--- START ---

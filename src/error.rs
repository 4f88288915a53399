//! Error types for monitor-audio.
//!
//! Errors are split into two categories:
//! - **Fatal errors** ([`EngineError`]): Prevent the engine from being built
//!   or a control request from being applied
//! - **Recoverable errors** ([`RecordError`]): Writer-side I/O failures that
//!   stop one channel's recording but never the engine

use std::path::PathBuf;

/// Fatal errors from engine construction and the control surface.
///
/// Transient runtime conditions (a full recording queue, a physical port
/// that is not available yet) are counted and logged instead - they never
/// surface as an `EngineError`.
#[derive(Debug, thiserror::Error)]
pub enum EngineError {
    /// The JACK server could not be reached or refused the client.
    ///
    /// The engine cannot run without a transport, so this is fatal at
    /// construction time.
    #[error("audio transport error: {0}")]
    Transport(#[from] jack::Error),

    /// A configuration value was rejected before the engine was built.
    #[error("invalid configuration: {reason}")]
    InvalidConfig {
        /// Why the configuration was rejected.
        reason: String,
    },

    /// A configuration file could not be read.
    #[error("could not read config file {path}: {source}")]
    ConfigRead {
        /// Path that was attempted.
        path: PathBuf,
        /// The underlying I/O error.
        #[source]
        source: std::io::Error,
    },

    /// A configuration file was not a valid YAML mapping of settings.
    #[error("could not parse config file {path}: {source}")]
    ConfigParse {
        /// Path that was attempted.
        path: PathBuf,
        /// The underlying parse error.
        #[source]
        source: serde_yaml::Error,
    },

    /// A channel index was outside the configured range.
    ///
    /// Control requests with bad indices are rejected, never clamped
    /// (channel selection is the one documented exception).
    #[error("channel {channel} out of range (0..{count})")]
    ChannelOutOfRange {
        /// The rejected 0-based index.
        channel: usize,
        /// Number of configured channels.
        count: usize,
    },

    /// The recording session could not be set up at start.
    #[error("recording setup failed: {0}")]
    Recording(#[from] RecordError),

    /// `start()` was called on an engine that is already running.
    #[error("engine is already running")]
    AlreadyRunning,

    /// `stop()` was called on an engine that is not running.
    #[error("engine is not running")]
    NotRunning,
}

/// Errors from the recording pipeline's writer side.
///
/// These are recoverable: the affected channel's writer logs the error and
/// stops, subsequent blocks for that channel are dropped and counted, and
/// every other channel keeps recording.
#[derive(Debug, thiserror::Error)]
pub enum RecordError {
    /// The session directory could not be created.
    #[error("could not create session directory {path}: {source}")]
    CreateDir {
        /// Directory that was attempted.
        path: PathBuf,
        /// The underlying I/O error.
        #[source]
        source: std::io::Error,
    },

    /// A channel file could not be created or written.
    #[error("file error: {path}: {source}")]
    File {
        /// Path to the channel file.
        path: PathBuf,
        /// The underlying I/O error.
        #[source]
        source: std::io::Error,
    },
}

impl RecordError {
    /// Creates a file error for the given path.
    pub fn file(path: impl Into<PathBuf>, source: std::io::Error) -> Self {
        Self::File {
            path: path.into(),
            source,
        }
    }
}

--- END ---
--- START ---

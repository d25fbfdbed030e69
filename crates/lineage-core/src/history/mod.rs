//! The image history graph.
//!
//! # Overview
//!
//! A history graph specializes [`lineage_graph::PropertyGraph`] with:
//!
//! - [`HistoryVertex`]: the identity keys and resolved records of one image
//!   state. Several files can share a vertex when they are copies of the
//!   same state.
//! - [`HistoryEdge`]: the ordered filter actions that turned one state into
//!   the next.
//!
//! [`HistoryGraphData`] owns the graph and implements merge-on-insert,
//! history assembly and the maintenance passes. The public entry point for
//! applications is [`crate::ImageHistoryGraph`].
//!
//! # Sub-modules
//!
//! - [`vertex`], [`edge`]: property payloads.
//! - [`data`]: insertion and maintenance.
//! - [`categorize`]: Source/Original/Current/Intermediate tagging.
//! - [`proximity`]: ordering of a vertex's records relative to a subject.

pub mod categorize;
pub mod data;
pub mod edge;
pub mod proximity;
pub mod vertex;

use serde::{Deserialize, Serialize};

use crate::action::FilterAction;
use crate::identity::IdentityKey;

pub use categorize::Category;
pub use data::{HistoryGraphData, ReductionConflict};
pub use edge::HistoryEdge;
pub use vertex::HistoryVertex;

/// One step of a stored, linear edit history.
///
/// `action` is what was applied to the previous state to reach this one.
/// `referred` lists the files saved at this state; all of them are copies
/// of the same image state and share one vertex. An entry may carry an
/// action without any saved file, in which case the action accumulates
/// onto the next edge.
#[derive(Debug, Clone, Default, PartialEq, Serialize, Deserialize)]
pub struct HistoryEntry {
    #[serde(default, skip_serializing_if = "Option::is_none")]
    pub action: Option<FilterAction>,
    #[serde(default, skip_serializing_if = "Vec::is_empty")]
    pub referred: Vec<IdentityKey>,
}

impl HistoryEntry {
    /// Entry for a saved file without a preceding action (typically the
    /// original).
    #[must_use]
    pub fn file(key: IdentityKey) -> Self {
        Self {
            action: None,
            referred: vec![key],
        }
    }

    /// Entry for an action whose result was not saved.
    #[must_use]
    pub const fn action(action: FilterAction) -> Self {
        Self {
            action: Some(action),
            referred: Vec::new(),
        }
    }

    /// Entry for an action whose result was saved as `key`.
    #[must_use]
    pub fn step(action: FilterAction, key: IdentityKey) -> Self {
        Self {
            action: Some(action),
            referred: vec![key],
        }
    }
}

--- END ---

**EXERCISE PROMPT**
Would you copy every line from the listing above that has the string "built" in it?

**ANSWER SPACE**
//! - **Fatal errors** ([`EngineError`]): Prevent the engine from being built
    /// A configuration value was rejected before the engine was built.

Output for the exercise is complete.